#### DIRECTIONS
All lines between the start of the listing below and the line containing "record is declared", inclusive, must be repeated exactly.

====== EXTRACTED INFORMATION ======

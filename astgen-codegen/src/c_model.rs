//! C item model
//!
//! Both emitters build a [`CUnit`] first and render it afterwards. Layout
//! reflection walks the same records, so what is checked is exactly what
//! gets printed.

use astgen_schema::{Field, TypeSpec};

const INDENT: &str = "    ";

/// How a record is declared
#[derive(Debug, Clone, Copy, PartialEq, Eq)]
pub enum RecordKind {
    /// `typedef struct { ... } Name;`
    Typedef,
    /// `typedef struct Name { ... } Name;` for self-referential records
    TaggedTypedef,
    /// `struct Name { ... };`
    Struct,
}

#[derive(Debug, Clone, PartialEq)]
pub struct CRecord {
    pub name: String,
    pub kind: RecordKind,
    pub members: Vec<Field>,
}

impl CRecord {
    pub fn new(name: &str, kind: RecordKind, members: Vec<Field>) -> Self {
        Self {
            name: name.to_string(),
            kind,
            members,
        }
    }

    fn render(&self) -> String {
        let mut out = match self.kind {
            RecordKind::Typedef => "typedef struct {\n".to_string(),
            RecordKind::TaggedTypedef => format!("typedef struct {} {{\n", self.name),
            RecordKind::Struct => format!("struct {} {{\n", self.name),
        };
        for member in &self.members {
            out.push_str(&format!("{}{};\n", INDENT, member));
        }
        match self.kind {
            RecordKind::Typedef | RecordKind::TaggedTypedef => {
                out.push_str(&format!("}} {};", self.name))
            }
            RecordKind::Struct => out.push_str("};"),
        }
        out
    }
}

/// `typedef enum { ... } Name;`
#[derive(Debug, Clone, PartialEq)]
pub struct CEnum {
    pub name: String,
    pub members: Vec<String>,
}

impl CEnum {
    fn render(&self) -> String {
        let mut out = "typedef enum {\n".to_string();
        for member in &self.members {
            out.push_str(&format!("{}{},\n", INDENT, member));
        }
        out.push_str(&format!("}} {};", self.name));
        out
    }
}

/// Statement inside a function body
#[derive(Debug, Clone, PartialEq)]
pub enum CStmt {
    Line(String),
    Blank,
    If { condition: String, body: Vec<CStmt> },
}

impl CStmt {
    fn render_into(&self, depth: usize, out: &mut String) {
        match self {
            CStmt::Line(line) => {
                out.push_str(&INDENT.repeat(depth));
                out.push_str(line);
                out.push('\n');
            }
            CStmt::Blank => out.push('\n'),
            CStmt::If { condition, body } => {
                out.push_str(&format!("{}if ({}) {{\n", INDENT.repeat(depth), condition));
                for stmt in body {
                    stmt.render_into(depth + 1, out);
                }
                out.push_str(&format!("{}}}\n", INDENT.repeat(depth)));
            }
        }
    }
}

#[derive(Debug, Clone, PartialEq)]
pub struct CFunction {
    pub return_type: TypeSpec,
    pub name: String,
    pub params: Vec<Field>,
    pub body: Vec<CStmt>,
}

impl CFunction {
    pub fn signature(&self) -> String {
        let params = self
            .params
            .iter()
            .map(|p| p.to_string())
            .collect::<Vec<_>>()
            .join(", ");
        format!("{} {}({})", self.return_type, self.name, params)
    }

    pub fn prototype(&self) -> String {
        format!("{};", self.signature())
    }

    fn render_definition(&self) -> String {
        let mut out = format!("{} {{\n", self.signature());
        for stmt in &self.body {
            stmt.render_into(1, &mut out);
        }
        out.push('}');
        out
    }
}

/// One blank-line separated block of a translation unit
#[derive(Debug, Clone, PartialEq)]
pub enum CItem {
    /// Preprocessor lines kept together
    Directives(Vec<String>),
    Enum(CEnum),
    Record(CRecord),
    /// Consecutive prototypes with no blank line between them
    Prototypes(Vec<CFunction>),
    Definition(CFunction),
}

impl CItem {
    fn render(&self) -> String {
        match self {
            CItem::Directives(lines) => lines.join("\n"),
            CItem::Enum(e) => e.render(),
            CItem::Record(r) => r.render(),
            CItem::Prototypes(functions) => functions
                .iter()
                .map(CFunction::prototype)
                .collect::<Vec<_>>()
                .join("\n"),
            CItem::Definition(function) => function.render_definition(),
        }
    }
}

/// A complete generated source unit
#[derive(Debug, Clone, Default, PartialEq)]
pub struct CUnit {
    pub items: Vec<CItem>,
}

impl CUnit {
    pub fn new() -> Self {
        Self::default()
    }

    pub fn push(&mut self, item: CItem) {
        self.items.push(item);
    }

    pub fn records(&self) -> impl Iterator<Item = &CRecord> {
        self.items.iter().filter_map(|item| match item {
            CItem::Record(r) => Some(r),
            _ => None,
        })
    }

    pub fn record(&self, name: &str) -> Option<&CRecord> {
        self.records().find(|r| r.name == name)
    }

    pub fn enums(&self) -> impl Iterator<Item = &CEnum> {
        self.items.iter().filter_map(|item| match item {
            CItem::Enum(e) => Some(e),
            _ => None,
        })
    }

    pub fn enum_named(&self, name: &str) -> Option<&CEnum> {
        self.enums().find(|e| e.name == name)
    }

    /// Render the unit; blocks are separated by one blank line
    pub fn render(&self) -> String {
        let mut out = self
            .items
            .iter()
            .map(CItem::render)
            .collect::<Vec<_>>()
            .join("\n\n");
        out.push('\n');
        out
    }
}

#[cfg(test)]
mod tests {
    use super::*;
    use pretty_assertions::assert_eq;

    #[test]
    fn test_render_records() {
        let members = vec![Field::new(TypeSpec::value("Stmt"), "self")];
        let plain = CRecord::new("Pass", RecordKind::Struct, members.clone());
        assert_eq!(plain.render(), "struct Pass {\n    Stmt self;\n};");

        let typedef = CRecord::new("Wrapper", RecordKind::Typedef, members.clone());
        assert_eq!(typedef.render(), "typedef struct {\n    Stmt self;\n} Wrapper;");

        let tagged = CRecord::new("Wrapper", RecordKind::TaggedTypedef, members);
        assert_eq!(
            tagged.render(),
            "typedef struct Wrapper {\n    Stmt self;\n} Wrapper;"
        );
    }

    #[test]
    fn test_render_function_with_if() {
        let function = CFunction {
            return_type: TypeSpec::value("void"),
            name: "touch".to_string(),
            params: vec![Field::new(TypeSpec::pointer("int"), "x")],
            body: vec![
                CStmt::If {
                    condition: "*x < 1".to_string(),
                    body: vec![CStmt::Line("*x = 1;".to_string())],
                },
                CStmt::Blank,
                CStmt::Line("(*x)++;".to_string()),
            ],
        };
        assert_eq!(function.prototype(), "void touch(int* x);");
        assert_eq!(
            function.render_definition(),
            "void touch(int* x) {\n    if (*x < 1) {\n        *x = 1;\n    }\n\n    (*x)++;\n}"
        );
    }

    #[test]
    fn test_unit_render_and_lookup() {
        let mut unit = CUnit::new();
        unit.push(CItem::Directives(vec!["#include \"a.h\"".to_string()]));
        unit.push(CItem::Enum(CEnum {
            name: "Color".to_string(),
            members: vec!["RED".to_string(), "BLUE".to_string()],
        }));

        assert_eq!(
            unit.render(),
            "#include \"a.h\"\n\ntypedef enum {\n    RED,\n    BLUE,\n} Color;\n"
        );
        assert!(unit.enum_named("Color").is_some());
        assert!(unit.record("Color").is_none());
    }
}
//! AST Generator Driver
//!
//! Command-line entry point. Builds the schema registry (built-in tables or
//! a schema file) and regenerates the interpreter's `ast.c` / `ast.h`.

use anyhow::{Context, Result};
use astgen_common::GenError;
use astgen_codegen::{declarations_unit, generate, EmitOptions, LayoutEngine, TargetModel};
use astgen_schema::{builtin_registry, load_schema, Registry};
use clap::{Parser, Subcommand};
use log::info;
use std::path::{Path, PathBuf};

#[derive(Parser, Debug)]
#[command(name = "astgen")]
#[command(about = "Generates C AST declarations and container operations")]
#[command(version = "0.1.0")]
struct Cli {
    /// Verbose output
    #[arg(short, long, global = true)]
    verbose: bool,

    #[command(subcommand)]
    command: Commands,
}

#[derive(Subcommand, Debug)]
enum Commands {
    /// Regenerate the operations and declarations units
    Generate {
        /// Schema file (.json or text); the built-in schema when omitted
        #[arg(short, long)]
        schema: Option<PathBuf>,

        /// Directory receiving both units
        #[arg(short, long, default_value = ".")]
        out_dir: PathBuf,

        /// File name of the declarations unit
        #[arg(long, default_value = "ast.h")]
        header: String,

        /// File name of the operations unit
        #[arg(long, default_value = "ast.c")]
        source: String,

        /// Include guard of the declarations unit
        #[arg(long, default_value = "saffron_AST_H")]
        guard: String,
    },

    /// Validate a schema and print a summary
    Check {
        #[arg(short, long)]
        schema: Option<PathBuf>,

        /// Also print LP64 record sizes
        #[arg(long)]
        layout: bool,
    },

    /// Print the registry as JSON
    Dump {
        #[arg(short, long)]
        schema: Option<PathBuf>,
    },
}

fn main() {
    let cli = Cli::parse();

    if cli.verbose {
        env_logger::init();
    }

    if let Err(e) = run(cli.command) {
        eprintln!("{}: {:#}", error_label(&e), e);
        std::process::exit(1);
    }
}

/// Schema problems are reported as such; everything else is a plain error
fn error_label(error: &anyhow::Error) -> &'static str {
    match error.downcast_ref::<GenError>() {
        Some(gen_error) if gen_error.is_schema_error() => "Schema error",
        _ => "Error",
    }
}

fn run(command: Commands) -> Result<()> {
    match command {
        Commands::Generate {
            schema,
            out_dir,
            header,
            source,
            guard,
        } => {
            let options = EmitOptions {
                header_name: header,
                source_name: source,
                guard,
                ..EmitOptions::default()
            };
            for path in generate_command(schema.as_deref(), &out_dir, &options)? {
                println!("Wrote {}", path.display());
            }
        }
        Commands::Check { schema, layout } => {
            let registry = load_registry(schema.as_deref())?;
            print!("{}", summary(&registry));
            if layout {
                print!("{}", layout_report(&registry)?);
            }
        }
        Commands::Dump { schema } => {
            let registry = load_registry(schema.as_deref())?;
            let json =
                serde_json::to_string_pretty(&registry).context("Failed to serialize registry")?;
            println!("{}", json);
        }
    }
    Ok(())
}

fn load_registry(schema: Option<&Path>) -> Result<Registry> {
    match schema {
        Some(path) => {
            info!("Loading schema from {}", path.display());
            load_schema(path).with_context(|| format!("Invalid schema {}", path.display()))
        }
        None => builtin_registry().context("Invalid built-in schema"),
    }
}

fn generate_command(
    schema: Option<&Path>,
    out_dir: &Path,
    options: &EmitOptions,
) -> Result<Vec<PathBuf>> {
    let registry = load_registry(schema)?;
    let artifacts = generate(&registry, options);
    artifacts
        .write_to(out_dir, options)
        .with_context(|| format!("Failed to write artifacts to {}", out_dir.display()))
}

fn summary(registry: &Registry) -> String {
    let mut out = format!(
        "{} families, {} variants, {} prelude enums\n",
        registry.families().len(),
        registry.variant_count(),
        registry.enums().len()
    );
    for family in registry.families() {
        let names: Vec<&str> = family.variants.iter().map(|v| v.name.as_str()).collect();
        out.push_str(&format!(
            "  {} ({} / {}): {}\n",
            family.group,
            family.base_name(),
            family.container_type(),
            names.join(", ")
        ));
    }
    out
}

fn layout_report(registry: &Registry) -> Result<String> {
    let unit = declarations_unit(registry, &EmitOptions::default());
    let model = TargetModel::lp64();
    let mut engine = LayoutEngine::new(&unit, &model);

    let mut out = String::new();
    for family in registry.families() {
        let names = std::iter::once(family.base_name())
            .chain(family.variants.iter().map(|v| v.name.as_str()));
        for name in names {
            let layout = engine.record_layout(name)?;
            out.push_str(&format!(
                "  {:<20} size {:>3} align {}\n",
                name, layout.size, layout.align
            ));
        }
    }
    Ok(out)
}

#[cfg(test)]
mod tests {
    use super::*;
    use std::fs;

    #[test]
    fn test_generate_builtin() {
        let dir = tempfile::tempdir().unwrap();
        let written = generate_command(None, dir.path(), &EmitOptions::default()).unwrap();

        assert_eq!(written.len(), 2);
        let header = fs::read_to_string(dir.path().join("ast.h")).unwrap();
        assert!(header.starts_with("#ifndef saffron_AST_H\n"));
        assert!(header.trim_end().ends_with("#endif // saffron_AST_H"));
        let source = fs::read_to_string(dir.path().join("ast.c")).unwrap();
        assert!(source.starts_with("#include \"ast.h\""));
    }

    #[test]
    fn test_generate_from_text_schema() {
        let dir = tempfile::tempdir().unwrap();
        let schema = dir.path().join("small.schema");
        fs::write(&schema, "[stmt]\nStmt : Node self\nBreak : Token keyword\n").unwrap();

        let options = EmitOptions {
            header_name: "nodes.h".to_string(),
            ..EmitOptions::default()
        };
        let out = dir.path().join("out");
        generate_command(Some(&schema), &out, &options).unwrap();

        let source = fs::read_to_string(out.join("ast.c")).unwrap();
        assert!(source.starts_with("#include \"nodes.h\""));
        assert!(out.join("nodes.h").exists());
    }

    #[test]
    fn test_invalid_schema_is_reported_with_context() {
        let dir = tempfile::tempdir().unwrap();
        let schema = dir.path().join("bad.schema");
        fs::write(&schema, "[stmt]\nStmt : Node self\nBreak Token keyword\n").unwrap();

        let out = dir.path().join("out");
        let err = generate_command(Some(&schema), &out, &EmitOptions::default()).unwrap_err();
        assert!(format!("{:#}", err).contains("missing ':'"));
        assert_eq!(error_label(&err), "Schema error");
        assert!(!out.exists());
    }

    #[test]
    fn test_write_failure_is_not_a_schema_error() {
        let dir = tempfile::tempdir().unwrap();
        // A regular file where the output directory should go
        let blocker = dir.path().join("taken");
        fs::write(&blocker, "").unwrap();

        let err = generate_command(None, &blocker, &EmitOptions::default()).unwrap_err();
        assert!(matches!(
            err.downcast_ref::<GenError>(),
            Some(GenError::IoError { .. })
        ));
        assert_eq!(error_label(&err), "Error");
    }

    #[test]
    fn test_summary_and_layout() {
        let registry = builtin_registry().unwrap();
        let text = summary(&registry);
        assert!(text.starts_with("4 families, 40 variants, 2 prelude enums\n"));
        assert!(text.contains("  stmt (Stmt / StmtArray): Expression, Var, Block"));

        let report = layout_report(&registry).unwrap();
        assert!(report.contains("Keyword"));
    }

    #[test]
    fn test_cli_parses_global_verbose() {
        let cli = Cli::parse_from(["astgen", "check", "-v", "--layout"]);
        assert!(cli.verbose);
        assert!(matches!(cli.command, Commands::Check { layout: true, .. }));
    }
}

======

#### EXERCISE RESPONSE
filename astgen-codegen/src/c_model.rs
//! C item model
//!
//! Both emitters build a [`CUnit`] first and render it afterwards. Layout
//! reflection walks the same records, so what is checked is exactly what
//! gets printed.

use astgen_schema::{Field, TypeSpec};

const INDENT: &str = "    ";

/// How a record is declared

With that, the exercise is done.